Davanti a un’emigrazione consistente dal sistema paritario a quello statale, lo Stato avrebbe soltanto due scelte: aumentare (e di molto) la spesa per istruzione, o diminuire la spesa pro capite, già minore della media OCSE. Tuttavia, di fronte a una crisi sistemica, parlare del costo marginale di un singolo studente sarebbe riduttivo. Infatti, questa spesa ipotetica per studente aggiuntivo non tiene conto della necessità di trovare spazio per nuove aule, più banchi o, persino, nuovi edifici. Fra l’altro, queste soluzioni dovrebbero essere compatibili con le norme di distanziamento sociale che saranno probabilmente in vigore a settembre.

Spazio ai numeri. Secondo l’Istat, nel 2018 gli studenti iscritti alle scuole private – senza considerare gli asili nido – erano più di 750 mila, quasi il 9% del totale. Se guardiamo alle scuole d’infanzia, invece, i bambini sono poco meno di 420 mila, circa il 30% del valore totale. Il dato, inoltre, va declinato da zona a zona del Paese. In Lombardia e in Veneto gli studenti che frequentano le scuole paritarie sono più del 14%, e in alcune province, come Lecco, la quota sfiora il 20%. Circoscrivendo l’analisi alle scuole dell’infanzia, i dati sono ancora più significativi: in quasi tutto il nord-est del paese la percentuale è ben superiore al 30%, con picchi del 70%, come a Bergamo. Si tratta di alcune tra le zone del paese più colpite dal coronavirus. Spostando lo sguardo verso la galassia degli asili nido, i posti per i bambini 0-2 anni sono 322 mila in Italia, la metà dei quali (155 mila) a titolarità privata. La percentuale raggiunge quasi il 60% in regioni come Veneto, Friuli-Venezia Giulia e Puglia. 

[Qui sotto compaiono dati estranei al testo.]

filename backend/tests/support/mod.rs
use std::collections::HashSet;
use std::sync::Mutex;

static ENV_LOCK: Mutex<()> = Mutex::new(());

/// Runs `f` with environment variables temporarily modified.
///
/// This is panic-safe (restores variables on unwind) and also serializes access to
/// process-global env vars to avoid flaky tests when Rust runs tests in parallel.
///
/// `changes` is a list of `(key, value)` pairs:
/// - `Some(v)` sets the variable to `v`
/// - `None` removes the variable
pub fn with_scoped_env<F, R>(changes: &[(&str, Option<&str>)], f: F) -> R
where
    F: FnOnce() -> R,
{
    let _lock = ENV_LOCK.lock().expect("ENV_LOCK poisoned");
    let _guard = ScopedEnv::new(changes);
    f()
}

struct ScopedEnv {
    snapshot: Vec<(String, Option<String>)>,
}

impl ScopedEnv {
    fn new(changes: &[(&str, Option<&str>)]) -> Self {
        let keys: HashSet<&str> = changes.iter().map(|(k, _)| *k).collect();
        let snapshot = keys
            .into_iter()
            .map(|k| (k.to_string(), std::env::var(k).ok()))
            .collect::<Vec<_>>();

        for (k, v) in changes {
            match v {
                Some(val) => std::env::set_var(k, val),
                None => std::env::remove_var(k),
            }
        }

        Self { snapshot }
    }
}

impl Drop for ScopedEnv {
    fn drop(&mut self) {
        for (k, v) in self.snapshot.drain(..) {
            match v {
                Some(val) => std::env::set_var(&k, val),
                None => std::env::remove_var(&k),
            }
        }
    }
}
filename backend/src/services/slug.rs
//! Slug derivation and collision resolution.

use once_cell::sync::Lazy;
use regex::Regex;

use crate::db::repository::{EventRepository, RepositoryResult};
use crate::models::EventId;

static SLUG_PATTERN: Lazy<Regex> =
    Lazy::new(|| Regex::new(r"^[a-z0-9]+(?:-[a-z0-9]+)*$").expect("valid slug regex"));

/// Derive the base slug for a title.
///
/// The title is lowercased and trimmed; ASCII letters and digits are kept,
/// runs of whitespace, hyphens and underscores become a single hyphen, and
/// every other character is dropped. The result never starts or ends with a
/// hyphen. An empty string means the title has nothing usable.
pub fn derive_base_slug(title: &str) -> String {
    let lowered = title.to_lowercase();
    let mut slug = String::with_capacity(lowered.len());
    let mut separator = false;

    for c in lowered.trim().chars() {
        if c.is_ascii_alphanumeric() {
            if separator && !slug.is_empty() {
                slug.push('-');
            }
            separator = false;
            slug.push(c);
        } else if c.is_whitespace() || c == '-' || c == '_' {
            separator = true;
        }
    }

    slug
}

/// Return `base`, or the first of `base-1`, `base-2`, … not used by any
/// event other than `exclude`.
///
/// Each candidate is checked against the store in turn. Two writers can
/// still pick the same candidate concurrently; the store's uniqueness
/// constraint rejects the second insert.
pub async fn resolve_unique_slug<R: EventRepository + ?Sized>(
    repo: &R,
    base: &str,
    exclude: Option<EventId>,
) -> RepositoryResult<String> {
    if !repo.slug_exists(base, exclude).await? {
        return Ok(base.to_string());
    }

    let mut counter: u64 = 1;
    loop {
        let candidate = format!("{}-{}", base, counter);
        if !repo.slug_exists(&candidate, exclude).await? {
            return Ok(candidate);
        }
        counter += 1;
    }
}

/// Why a slug taken from a URL was rejected.
#[derive(Debug, Clone, Copy, PartialEq, Eq, thiserror::Error)]
pub enum SlugParamError {
    #[error("Slug is required")]
    Missing,
    #[error("Invalid slug format")]
    InvalidFormat,
    #[error("Invalid slug encoding")]
    InvalidEncoding,
}

/// Canonicalize a decoded slug from a request path.
///
/// The value is trimmed and lowercased and must then consist of
/// lowercase alphanumeric groups joined by single hyphens. Anything else,
/// including path separators and dots, is rejected before it can reach a
/// query. A `%` left in the decoded value is an escape the router could
/// not decode (`%ZZ`, a lone `%`) and is reported as an encoding error.
pub fn normalize_slug_param(decoded: &str) -> Result<String, SlugParamError> {
    if decoded.contains('%') {
        return Err(SlugParamError::InvalidEncoding);
    }
    let slug = decoded.trim().to_lowercase();
    if slug.is_empty() {
        return Err(SlugParamError::Missing);
    }
    if !SLUG_PATTERN.is_match(&slug) {
        return Err(SlugParamError::InvalidFormat);
    }
    Ok(slug)
}
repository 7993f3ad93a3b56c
//! MISP API client module
//!
//! HTTP client for the three MISP endpoints the tool needs: template
//! listing, event creation, and object submission.

pub mod client;
pub mod endpoints;
pub mod types;

pub use client::MispClient;
pub use types::*;
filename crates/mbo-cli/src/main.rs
//! MBO CLI - Main entry point

use clap::Parser;
use mbo_cli::Cli;
use mbo_common::logging::{init_logging, LogConfig, LogLevel};
use std::process;
use tracing::error;

#[tokio::main]
async fn main() {
    // Parse command-line arguments
    let cli = Cli::parse();

    // The DEBUG environment variable flips verbose on as well
    let verbose = cli.verbose || std::env::var_os("DEBUG").is_some();

    let log_config = LogConfig::builder()
        .level(if verbose {
            LogLevel::Debug
        } else {
            LogLevel::Info
        })
        .log_file_prefix("mbo".to_string())
        .build();

    // Layer environment overrides on top (set variables take precedence,
    // the flag-derived values survive otherwise)
    let log_config = log_config.clone().merge_env().unwrap_or(log_config);

    // Initialize logging (ignore errors as the CLI should work without logging)
    let _ = init_logging(&log_config);

    // Execute the upload pipeline
    if let Err(e) = mbo_cli::commands::upload::run(&cli).await {
        error!(error = %e, "Upload failed");
        eprintln!("Error: {}", e);
        process::exit(1);
    }
}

Il settore, che occupa 90 mila docenti e 70 mila dipendenti tecnici amministrativi, ha un peso che va al di là di quello soltanto occupazionale. Infatti, molti bambini e ragazzi potrebbero ritrovarsi a non avere alternative, o addirittura correre il rischio di non poter frequentare normalmente la scuola: nelle zone rurali e interne del paese spesso gli asili nido e scuola dell’infanzia sono solo paritari, come osserva don Michelangelo Dessì, direttore dell’Istituto Salesiano Don Bosco di Cagliari.

In particolare sarebbero spesso le famiglie meno abbienti a riscontrare le maggiori difficoltà. Osservando le tendenze degli ultimi anni, è evidente come siano stati proprio gli istituti con le rette minori a risentire maggiormente della crisi delle istituzioni scolastiche paritarie, in particolare nel Sud Italia. Il Coronavirus produrrà effetti più gravi proprio su questi istituti e, di conseguenza, il luogo comune  dell’istruzione paritaria come beneficio dei più ricchi rischierebbe di diventare una triste realtà.

Che fare, dunque? Al momento il decreto Cura Italia si è preoccupato delle scuole paritarie in modo piuttosto timido. Gli istituti hanno ricevuto 3.7 milioni per pulizie e acquisto di prodotti igienizzanti e 2 milioni per coordinare le attività didattiche a distanza. Cifre basse rispetto al potenziale costo di una crisi del sistema paritario. Ipotizzando una drastica diminuzione del 30% degli iscritti a istituti paritari, identicamente distribuiti tra grado di iscrizione, calcoliamo che i nuovi costi annui per lo Stato sarebbero superiori a 1 miliardo e mezzo di euro, tenendo conto degli stessi dati OCSE. 

Per fare un passo avanti, lo Stato potrebbe prendere in considerazione l’ipotesi di aumentare temporaneamente e in modo consistente gli sgravi fiscali in vigore per le famiglie che scelgono l’opzione paritaria – magari con una condizionalità sul pagamento delle rette – oppure istituire un fondo ad hoc, come invocato dall’On. Toccafondi (IV), che stima un importo di minimo 100 milioni di euro.

Oltre al contenuto, anche le tempistiche giocano un ruolo chiave. Le famiglie e gli studenti necessitano di risposte chiare ben prima di settembre: le iscrizioni al prossimo anno scolastico avvengono proprio in questi giorni, e questo clima potrebbe spingere molti a rivedere le proprie scelte in merito all’istruzione dei figli.